Deyim: kafa (kafayı veya kafasını) dinlemek
Anlamı: 1) zihni yoran sorunlardan uzak kalmak; 2) sessiz, sakin kalmak: 'Bir dakika kafamı dinleyip başka şeylerden bahsetmek ihtiyacı duyduğum zaman...' -S. F. Abasıyanık.
Deyim: kendini dinlemek
Anlamı: 1) hastalık kuruntusu içinde bulunmak; 2) yalnız, sakin kalmak.
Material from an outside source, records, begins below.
use criterion::{black_box, criterion_group, criterion_main, BenchmarkId, Criterion, Throughput};
use fcsframe::transform::{Logicle, LogicleParams, Transform};

/// Raw values spread over the negative, linear and log regions
fn sample_values(n: usize) -> Vec<f64> {
    (0..n)
        .map(|i| {
            let t = i as f64 / n as f64;
            if i % 5 == 0 {
                -200.0 * t
            } else {
                262_144.0 * t * t
            }
        })
        .collect()
}

fn bench_logicle_construction(c: &mut Criterion) {
    c.bench_function("logicle_new", |b| {
        b.iter(|| Logicle::new(black_box(LogicleParams::default())).unwrap());
    });
}

fn bench_logicle_scale(c: &mut Criterion) {
    let mut group = c.benchmark_group("logicle_scale");
    let transform = Transform::logicle(262_144.0, 0.5, 4.5, 0.0).unwrap();

    for n in [10_000, 100_000] {
        let values = sample_values(n);
        group.throughput(Throughput::Elements(n as u64));
        group.bench_with_input(BenchmarkId::new("to_display", n), &values, |b, values| {
            b.iter(|| black_box(transform.to_display_all(values)));
        });

        let display = transform.to_display_all(&values);
        group.bench_with_input(BenchmarkId::new("to_raw", n), &display, |b, display| {
            b.iter(|| {
                let raw: Vec<f64> = display.iter().map(|&d| transform.to_raw(d)).collect();
                black_box(raw)
            });
        });
    }
    group.finish();
}

criterion_group!(benches, bench_logicle_construction, bench_logicle_scale);
criterion_main!(benches);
Deyim: koyun kaval dinler gibi dinlemek
Anlamı: hiçbir şey anlamadan dinlemek: 'Kafa göz yara yara Hüsn ü Aşk'ı okuyor, hayranları da koyun kaval dinler gibi dinliyorlardı.' -A. H. Çelebi.
Deyim: kös dinlemek
Anlamı: türlü olaylar yaşadığı için bilgi ve deneyim sahibi olarak benzer veya daha basit olaylar karşısında aldırış etmemek: 'Politikacılar onun olumlu isteklerini kös dinler mi, dinlemezler mi o zaman görürüz.' -H. Taner.
Deyim: laf dinlemek
Anlamı: söz dinlemek.
Deyim: lafı kıçından dinlemek
Anlamı: konuşulan konuyu ilgisiz, üstünkörü veya önem vermeden dinlemek.
Deyim: söz dinlemek (tutmak)
Anlamı: söylenen bir sözü, verilen bir öğüdü benimsemek, davranışlarını bunlara uydurmak.
Deyim: yarım kulak dinlemek
Anlamı: umursamadan, önem vermeden dinlemek: 'Dersleri yarım kulak dinliyor, etütlerde uzun uzun mektuplar yazıyordu.' -Ç. Altan.